Saved data entries
# # #

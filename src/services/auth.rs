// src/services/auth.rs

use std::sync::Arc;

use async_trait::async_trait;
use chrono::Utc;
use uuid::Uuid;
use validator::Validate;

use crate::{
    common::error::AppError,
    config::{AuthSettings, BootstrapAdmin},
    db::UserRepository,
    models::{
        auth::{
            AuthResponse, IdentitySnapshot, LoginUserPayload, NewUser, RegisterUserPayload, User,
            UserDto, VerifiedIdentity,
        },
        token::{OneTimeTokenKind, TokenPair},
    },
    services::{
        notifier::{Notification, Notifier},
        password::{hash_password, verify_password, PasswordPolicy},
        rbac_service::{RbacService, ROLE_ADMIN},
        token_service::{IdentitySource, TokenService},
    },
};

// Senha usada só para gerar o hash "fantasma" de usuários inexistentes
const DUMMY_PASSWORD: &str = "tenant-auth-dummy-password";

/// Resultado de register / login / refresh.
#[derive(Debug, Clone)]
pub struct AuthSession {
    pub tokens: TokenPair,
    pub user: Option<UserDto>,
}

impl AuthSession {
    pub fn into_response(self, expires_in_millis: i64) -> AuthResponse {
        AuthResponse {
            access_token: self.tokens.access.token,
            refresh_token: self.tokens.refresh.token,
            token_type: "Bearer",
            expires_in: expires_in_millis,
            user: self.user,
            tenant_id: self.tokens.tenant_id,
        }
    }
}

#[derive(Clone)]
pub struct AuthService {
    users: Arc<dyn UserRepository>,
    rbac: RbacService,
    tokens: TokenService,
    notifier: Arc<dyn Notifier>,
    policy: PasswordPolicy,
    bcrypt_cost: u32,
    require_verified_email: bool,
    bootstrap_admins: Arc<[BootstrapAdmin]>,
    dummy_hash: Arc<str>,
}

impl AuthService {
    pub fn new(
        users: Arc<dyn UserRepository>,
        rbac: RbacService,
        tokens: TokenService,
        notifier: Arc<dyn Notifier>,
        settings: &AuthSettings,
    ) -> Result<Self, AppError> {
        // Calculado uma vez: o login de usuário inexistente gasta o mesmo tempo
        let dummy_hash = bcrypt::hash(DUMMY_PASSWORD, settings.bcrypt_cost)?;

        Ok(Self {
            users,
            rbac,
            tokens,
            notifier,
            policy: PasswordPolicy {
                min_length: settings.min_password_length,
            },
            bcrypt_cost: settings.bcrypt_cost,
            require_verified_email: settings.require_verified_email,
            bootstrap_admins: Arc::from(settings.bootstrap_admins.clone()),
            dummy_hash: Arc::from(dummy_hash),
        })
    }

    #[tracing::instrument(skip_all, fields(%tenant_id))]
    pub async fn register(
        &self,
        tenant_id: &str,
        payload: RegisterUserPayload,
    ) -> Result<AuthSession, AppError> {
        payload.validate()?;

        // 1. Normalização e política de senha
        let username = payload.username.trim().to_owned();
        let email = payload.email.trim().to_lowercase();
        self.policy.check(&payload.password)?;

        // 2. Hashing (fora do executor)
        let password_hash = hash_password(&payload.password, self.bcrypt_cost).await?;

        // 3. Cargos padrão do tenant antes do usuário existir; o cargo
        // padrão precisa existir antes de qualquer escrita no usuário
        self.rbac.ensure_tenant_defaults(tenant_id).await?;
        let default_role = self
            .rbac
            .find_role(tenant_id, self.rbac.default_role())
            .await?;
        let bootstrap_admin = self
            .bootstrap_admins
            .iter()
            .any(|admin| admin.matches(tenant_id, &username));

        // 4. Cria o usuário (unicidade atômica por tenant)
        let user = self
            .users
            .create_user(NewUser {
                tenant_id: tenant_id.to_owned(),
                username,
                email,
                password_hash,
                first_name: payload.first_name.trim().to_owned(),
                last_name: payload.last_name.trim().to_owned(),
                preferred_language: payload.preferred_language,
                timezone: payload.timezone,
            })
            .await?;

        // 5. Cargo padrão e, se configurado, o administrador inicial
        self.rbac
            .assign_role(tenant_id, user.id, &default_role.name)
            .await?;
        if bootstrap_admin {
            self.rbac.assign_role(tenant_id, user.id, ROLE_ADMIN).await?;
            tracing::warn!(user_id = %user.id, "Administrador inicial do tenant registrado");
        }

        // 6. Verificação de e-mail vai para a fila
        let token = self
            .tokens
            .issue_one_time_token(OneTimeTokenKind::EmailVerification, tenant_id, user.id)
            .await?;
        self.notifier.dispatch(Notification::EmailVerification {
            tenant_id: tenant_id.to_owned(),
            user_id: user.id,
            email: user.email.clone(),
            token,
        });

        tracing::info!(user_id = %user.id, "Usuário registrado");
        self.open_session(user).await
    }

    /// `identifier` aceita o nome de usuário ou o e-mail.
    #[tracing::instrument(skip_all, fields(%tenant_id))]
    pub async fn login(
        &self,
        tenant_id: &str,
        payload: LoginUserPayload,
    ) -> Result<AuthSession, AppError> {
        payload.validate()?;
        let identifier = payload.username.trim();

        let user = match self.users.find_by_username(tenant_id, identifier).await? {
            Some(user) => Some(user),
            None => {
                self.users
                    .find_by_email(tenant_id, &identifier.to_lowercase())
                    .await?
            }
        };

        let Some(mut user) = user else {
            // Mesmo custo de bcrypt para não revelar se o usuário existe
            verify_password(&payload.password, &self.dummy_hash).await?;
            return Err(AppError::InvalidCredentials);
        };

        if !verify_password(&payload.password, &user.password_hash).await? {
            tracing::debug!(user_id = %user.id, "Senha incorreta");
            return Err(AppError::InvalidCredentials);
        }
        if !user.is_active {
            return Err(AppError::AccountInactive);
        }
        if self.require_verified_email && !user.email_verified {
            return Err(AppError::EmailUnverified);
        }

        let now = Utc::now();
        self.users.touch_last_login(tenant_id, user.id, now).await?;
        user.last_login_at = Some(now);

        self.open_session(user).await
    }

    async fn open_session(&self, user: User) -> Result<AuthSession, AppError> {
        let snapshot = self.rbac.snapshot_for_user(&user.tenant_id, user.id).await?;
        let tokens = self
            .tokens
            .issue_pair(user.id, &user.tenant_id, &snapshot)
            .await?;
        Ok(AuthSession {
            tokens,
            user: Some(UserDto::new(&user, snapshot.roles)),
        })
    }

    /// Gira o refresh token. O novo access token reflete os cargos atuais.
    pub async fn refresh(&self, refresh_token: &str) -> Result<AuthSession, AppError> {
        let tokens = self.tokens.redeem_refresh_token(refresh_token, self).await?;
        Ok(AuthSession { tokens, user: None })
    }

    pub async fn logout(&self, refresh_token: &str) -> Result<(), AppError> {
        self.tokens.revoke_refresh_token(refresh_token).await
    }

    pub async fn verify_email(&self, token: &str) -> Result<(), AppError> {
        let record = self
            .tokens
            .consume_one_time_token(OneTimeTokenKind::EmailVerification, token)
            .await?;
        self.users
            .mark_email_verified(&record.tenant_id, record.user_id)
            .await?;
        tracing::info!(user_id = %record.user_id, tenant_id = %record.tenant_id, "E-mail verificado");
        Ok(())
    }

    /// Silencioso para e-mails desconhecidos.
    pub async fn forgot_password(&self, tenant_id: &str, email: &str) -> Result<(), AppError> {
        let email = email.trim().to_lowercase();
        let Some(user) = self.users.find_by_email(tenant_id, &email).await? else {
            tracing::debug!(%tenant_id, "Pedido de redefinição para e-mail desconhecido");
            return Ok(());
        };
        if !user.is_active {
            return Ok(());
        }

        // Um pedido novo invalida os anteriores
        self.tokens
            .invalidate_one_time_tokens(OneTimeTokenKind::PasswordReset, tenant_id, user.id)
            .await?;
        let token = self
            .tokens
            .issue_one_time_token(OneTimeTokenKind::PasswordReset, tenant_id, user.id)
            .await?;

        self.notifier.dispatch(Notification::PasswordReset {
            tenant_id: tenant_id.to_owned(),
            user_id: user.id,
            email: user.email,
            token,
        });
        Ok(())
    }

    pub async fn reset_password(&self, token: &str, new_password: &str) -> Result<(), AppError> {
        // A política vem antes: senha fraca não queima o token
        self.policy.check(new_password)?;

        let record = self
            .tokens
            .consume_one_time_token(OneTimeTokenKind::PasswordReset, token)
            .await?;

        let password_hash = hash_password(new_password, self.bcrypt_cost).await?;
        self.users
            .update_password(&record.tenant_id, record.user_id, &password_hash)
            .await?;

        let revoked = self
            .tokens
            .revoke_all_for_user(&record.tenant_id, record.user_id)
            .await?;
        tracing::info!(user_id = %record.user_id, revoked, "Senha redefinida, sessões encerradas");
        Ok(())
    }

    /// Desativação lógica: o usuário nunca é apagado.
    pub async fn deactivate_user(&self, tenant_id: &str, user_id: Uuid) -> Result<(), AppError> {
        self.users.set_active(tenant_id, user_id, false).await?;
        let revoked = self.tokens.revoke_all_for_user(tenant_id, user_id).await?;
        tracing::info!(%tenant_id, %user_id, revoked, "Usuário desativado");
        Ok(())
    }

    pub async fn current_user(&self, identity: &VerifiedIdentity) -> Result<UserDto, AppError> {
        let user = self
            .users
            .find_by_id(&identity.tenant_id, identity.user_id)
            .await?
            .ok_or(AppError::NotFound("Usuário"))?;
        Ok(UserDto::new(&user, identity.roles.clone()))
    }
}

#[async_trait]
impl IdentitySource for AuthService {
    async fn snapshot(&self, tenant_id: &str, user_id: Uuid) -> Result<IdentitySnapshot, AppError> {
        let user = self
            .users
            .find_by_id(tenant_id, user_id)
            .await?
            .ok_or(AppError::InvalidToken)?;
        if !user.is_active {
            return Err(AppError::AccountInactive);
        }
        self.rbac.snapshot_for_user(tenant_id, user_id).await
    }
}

# # #

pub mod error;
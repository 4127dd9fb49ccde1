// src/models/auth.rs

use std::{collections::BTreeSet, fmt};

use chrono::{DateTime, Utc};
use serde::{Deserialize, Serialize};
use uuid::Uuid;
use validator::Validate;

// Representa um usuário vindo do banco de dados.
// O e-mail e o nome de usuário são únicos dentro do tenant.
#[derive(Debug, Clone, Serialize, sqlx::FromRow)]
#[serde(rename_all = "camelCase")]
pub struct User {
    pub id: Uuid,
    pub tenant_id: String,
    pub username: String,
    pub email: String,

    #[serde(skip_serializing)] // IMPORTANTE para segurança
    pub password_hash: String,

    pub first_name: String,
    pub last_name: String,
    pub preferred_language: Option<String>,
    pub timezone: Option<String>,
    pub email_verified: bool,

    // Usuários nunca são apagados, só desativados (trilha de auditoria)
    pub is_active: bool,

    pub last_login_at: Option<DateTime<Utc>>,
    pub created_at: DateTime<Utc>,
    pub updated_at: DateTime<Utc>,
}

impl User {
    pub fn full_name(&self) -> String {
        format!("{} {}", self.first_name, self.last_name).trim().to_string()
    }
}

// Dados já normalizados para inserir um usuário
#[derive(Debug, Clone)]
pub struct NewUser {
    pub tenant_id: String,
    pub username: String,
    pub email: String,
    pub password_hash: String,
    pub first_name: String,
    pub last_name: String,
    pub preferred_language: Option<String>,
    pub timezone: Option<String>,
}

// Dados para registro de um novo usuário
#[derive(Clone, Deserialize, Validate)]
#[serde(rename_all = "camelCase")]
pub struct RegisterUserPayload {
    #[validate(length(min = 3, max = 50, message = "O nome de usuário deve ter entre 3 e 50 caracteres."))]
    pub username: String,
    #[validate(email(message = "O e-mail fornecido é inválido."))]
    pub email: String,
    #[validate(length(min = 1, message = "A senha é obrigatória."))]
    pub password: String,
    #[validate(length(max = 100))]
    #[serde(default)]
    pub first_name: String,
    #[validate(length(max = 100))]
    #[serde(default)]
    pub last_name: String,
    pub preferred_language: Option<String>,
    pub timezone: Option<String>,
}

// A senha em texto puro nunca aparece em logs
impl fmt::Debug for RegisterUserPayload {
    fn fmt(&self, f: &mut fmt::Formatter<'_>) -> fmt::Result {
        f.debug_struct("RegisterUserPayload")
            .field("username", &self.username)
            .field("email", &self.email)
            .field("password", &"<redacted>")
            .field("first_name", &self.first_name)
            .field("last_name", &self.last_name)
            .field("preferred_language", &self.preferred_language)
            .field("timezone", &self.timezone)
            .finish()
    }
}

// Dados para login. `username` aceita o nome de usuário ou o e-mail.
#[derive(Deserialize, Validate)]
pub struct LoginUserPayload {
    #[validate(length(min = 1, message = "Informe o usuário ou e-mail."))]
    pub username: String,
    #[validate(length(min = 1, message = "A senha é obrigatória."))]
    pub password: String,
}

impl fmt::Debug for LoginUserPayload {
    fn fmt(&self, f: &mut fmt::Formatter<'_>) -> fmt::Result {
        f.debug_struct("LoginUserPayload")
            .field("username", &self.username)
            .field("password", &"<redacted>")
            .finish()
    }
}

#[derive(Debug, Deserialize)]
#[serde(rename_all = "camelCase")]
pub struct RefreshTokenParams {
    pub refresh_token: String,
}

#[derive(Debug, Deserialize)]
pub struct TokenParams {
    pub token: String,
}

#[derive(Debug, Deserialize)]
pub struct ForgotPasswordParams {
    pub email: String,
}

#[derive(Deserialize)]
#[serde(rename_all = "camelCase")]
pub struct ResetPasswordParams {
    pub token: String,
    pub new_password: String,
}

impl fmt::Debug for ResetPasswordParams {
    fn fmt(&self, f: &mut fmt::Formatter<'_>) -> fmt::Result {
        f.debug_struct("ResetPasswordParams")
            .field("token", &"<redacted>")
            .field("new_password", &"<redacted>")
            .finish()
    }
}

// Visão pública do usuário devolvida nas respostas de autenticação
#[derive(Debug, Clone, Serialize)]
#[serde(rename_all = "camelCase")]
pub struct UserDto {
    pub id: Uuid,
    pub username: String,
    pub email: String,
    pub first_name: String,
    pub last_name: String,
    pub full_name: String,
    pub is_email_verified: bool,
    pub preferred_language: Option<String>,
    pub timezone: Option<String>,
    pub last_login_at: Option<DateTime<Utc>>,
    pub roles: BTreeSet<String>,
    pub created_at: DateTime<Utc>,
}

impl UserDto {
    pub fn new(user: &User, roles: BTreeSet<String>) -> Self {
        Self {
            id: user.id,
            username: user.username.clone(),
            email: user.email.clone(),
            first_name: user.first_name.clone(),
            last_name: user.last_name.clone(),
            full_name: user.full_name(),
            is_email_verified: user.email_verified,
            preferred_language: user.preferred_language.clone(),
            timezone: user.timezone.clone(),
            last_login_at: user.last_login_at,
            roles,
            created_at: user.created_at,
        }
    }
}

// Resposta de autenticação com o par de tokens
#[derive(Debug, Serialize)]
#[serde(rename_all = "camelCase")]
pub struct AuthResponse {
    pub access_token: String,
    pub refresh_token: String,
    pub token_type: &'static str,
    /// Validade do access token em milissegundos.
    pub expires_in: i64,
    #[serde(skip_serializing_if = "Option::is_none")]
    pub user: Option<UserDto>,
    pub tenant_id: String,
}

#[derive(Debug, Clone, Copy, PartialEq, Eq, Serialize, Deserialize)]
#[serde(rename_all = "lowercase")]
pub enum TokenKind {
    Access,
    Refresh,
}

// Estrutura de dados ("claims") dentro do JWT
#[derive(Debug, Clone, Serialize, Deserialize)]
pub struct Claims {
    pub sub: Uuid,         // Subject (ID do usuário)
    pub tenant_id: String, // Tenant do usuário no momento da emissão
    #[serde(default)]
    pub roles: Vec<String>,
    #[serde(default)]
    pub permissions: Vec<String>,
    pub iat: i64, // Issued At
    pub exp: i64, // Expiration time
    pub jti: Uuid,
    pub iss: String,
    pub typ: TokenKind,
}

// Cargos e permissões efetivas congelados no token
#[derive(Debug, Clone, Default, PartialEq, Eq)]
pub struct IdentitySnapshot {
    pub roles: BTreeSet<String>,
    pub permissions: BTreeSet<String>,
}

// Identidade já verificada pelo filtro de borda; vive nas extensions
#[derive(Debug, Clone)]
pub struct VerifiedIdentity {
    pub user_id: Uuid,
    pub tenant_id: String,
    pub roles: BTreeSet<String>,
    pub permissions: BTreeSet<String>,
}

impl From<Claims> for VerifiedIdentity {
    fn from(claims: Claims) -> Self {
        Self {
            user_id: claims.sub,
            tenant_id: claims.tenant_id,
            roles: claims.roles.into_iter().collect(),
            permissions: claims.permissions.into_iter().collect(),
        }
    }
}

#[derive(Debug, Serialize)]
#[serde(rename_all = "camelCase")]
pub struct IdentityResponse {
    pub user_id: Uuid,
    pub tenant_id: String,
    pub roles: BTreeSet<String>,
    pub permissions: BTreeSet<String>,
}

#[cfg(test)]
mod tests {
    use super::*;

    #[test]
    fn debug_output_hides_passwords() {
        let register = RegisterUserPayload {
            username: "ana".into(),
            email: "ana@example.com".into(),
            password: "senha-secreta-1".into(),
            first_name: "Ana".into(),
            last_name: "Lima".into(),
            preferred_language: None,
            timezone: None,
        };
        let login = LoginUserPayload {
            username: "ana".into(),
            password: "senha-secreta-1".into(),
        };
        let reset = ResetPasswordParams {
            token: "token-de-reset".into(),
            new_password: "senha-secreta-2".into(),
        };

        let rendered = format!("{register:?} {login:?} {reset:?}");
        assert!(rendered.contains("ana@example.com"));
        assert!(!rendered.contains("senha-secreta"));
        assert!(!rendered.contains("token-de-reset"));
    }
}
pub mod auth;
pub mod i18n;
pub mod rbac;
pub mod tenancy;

# # #

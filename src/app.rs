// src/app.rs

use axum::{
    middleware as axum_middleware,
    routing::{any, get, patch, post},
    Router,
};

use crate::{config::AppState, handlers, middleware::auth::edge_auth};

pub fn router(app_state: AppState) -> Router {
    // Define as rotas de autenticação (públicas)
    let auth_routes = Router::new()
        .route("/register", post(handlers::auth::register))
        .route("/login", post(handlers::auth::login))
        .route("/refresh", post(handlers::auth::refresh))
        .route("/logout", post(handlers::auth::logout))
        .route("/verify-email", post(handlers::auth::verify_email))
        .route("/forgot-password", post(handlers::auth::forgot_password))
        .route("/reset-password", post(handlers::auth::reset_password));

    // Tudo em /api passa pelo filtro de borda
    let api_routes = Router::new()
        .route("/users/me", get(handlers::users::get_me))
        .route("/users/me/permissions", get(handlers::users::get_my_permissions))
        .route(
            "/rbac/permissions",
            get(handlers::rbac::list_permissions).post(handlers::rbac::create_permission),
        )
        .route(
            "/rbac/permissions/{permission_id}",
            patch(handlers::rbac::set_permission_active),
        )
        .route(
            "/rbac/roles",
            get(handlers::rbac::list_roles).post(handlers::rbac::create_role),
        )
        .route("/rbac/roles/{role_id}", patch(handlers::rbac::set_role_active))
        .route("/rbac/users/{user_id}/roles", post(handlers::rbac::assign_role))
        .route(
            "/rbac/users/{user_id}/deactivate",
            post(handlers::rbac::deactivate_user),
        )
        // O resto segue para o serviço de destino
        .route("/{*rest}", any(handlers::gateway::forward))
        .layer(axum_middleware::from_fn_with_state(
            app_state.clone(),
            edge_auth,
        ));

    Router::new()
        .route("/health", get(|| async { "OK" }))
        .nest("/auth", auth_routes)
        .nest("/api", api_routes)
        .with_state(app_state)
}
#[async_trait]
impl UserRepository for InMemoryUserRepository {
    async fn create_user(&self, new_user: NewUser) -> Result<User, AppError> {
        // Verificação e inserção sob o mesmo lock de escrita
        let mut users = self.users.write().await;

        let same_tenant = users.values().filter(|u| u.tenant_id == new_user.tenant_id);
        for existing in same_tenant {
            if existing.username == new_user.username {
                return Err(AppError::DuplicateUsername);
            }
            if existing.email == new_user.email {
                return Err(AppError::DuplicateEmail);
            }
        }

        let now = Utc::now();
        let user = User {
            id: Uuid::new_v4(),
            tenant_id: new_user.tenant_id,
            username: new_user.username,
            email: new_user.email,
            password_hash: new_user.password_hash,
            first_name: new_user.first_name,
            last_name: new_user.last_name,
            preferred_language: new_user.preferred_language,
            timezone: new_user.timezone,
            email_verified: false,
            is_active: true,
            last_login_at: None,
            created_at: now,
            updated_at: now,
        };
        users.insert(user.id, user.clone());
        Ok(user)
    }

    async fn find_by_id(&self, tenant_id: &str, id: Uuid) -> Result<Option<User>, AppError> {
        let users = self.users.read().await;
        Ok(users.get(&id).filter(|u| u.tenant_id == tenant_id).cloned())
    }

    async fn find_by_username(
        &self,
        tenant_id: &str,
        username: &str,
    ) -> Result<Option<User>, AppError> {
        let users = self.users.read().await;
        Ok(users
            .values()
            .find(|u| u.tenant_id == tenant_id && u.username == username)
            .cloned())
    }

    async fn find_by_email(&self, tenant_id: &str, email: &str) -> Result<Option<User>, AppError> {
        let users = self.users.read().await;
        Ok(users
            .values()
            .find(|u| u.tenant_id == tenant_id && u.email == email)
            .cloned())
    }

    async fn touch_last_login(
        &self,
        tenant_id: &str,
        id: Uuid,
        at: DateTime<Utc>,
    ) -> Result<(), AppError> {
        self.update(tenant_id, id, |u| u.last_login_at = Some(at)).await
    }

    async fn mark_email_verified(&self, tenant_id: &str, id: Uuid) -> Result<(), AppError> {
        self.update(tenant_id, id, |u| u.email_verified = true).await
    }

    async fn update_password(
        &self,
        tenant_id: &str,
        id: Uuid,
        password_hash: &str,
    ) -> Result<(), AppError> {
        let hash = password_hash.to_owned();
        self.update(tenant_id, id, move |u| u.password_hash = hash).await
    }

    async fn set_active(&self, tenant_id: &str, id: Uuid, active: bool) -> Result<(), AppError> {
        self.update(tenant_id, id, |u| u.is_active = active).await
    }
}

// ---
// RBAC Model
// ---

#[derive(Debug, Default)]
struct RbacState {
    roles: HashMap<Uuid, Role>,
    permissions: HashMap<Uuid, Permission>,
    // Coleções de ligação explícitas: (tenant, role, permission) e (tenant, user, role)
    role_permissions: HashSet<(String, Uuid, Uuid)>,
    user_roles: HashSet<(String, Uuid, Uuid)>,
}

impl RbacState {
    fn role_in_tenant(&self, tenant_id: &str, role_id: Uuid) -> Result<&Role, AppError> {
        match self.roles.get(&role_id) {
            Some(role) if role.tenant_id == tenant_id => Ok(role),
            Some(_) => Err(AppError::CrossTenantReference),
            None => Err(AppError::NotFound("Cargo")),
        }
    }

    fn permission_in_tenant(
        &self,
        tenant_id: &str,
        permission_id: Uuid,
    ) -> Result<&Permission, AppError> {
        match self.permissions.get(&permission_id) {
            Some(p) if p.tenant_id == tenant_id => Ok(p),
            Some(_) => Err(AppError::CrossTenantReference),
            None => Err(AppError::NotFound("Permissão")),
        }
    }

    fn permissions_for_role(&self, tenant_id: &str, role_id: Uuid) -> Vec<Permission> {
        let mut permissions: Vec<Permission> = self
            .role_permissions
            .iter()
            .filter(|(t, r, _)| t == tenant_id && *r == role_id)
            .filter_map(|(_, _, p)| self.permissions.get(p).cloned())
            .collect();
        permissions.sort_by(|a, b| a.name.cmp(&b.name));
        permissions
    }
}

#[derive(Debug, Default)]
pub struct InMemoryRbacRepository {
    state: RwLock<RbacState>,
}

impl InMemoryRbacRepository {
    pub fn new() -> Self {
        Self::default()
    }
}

# # #

ACTIVITY -> Answer with the count alone: how many lines in the data above have "aceita" in them?

RESULT -> 2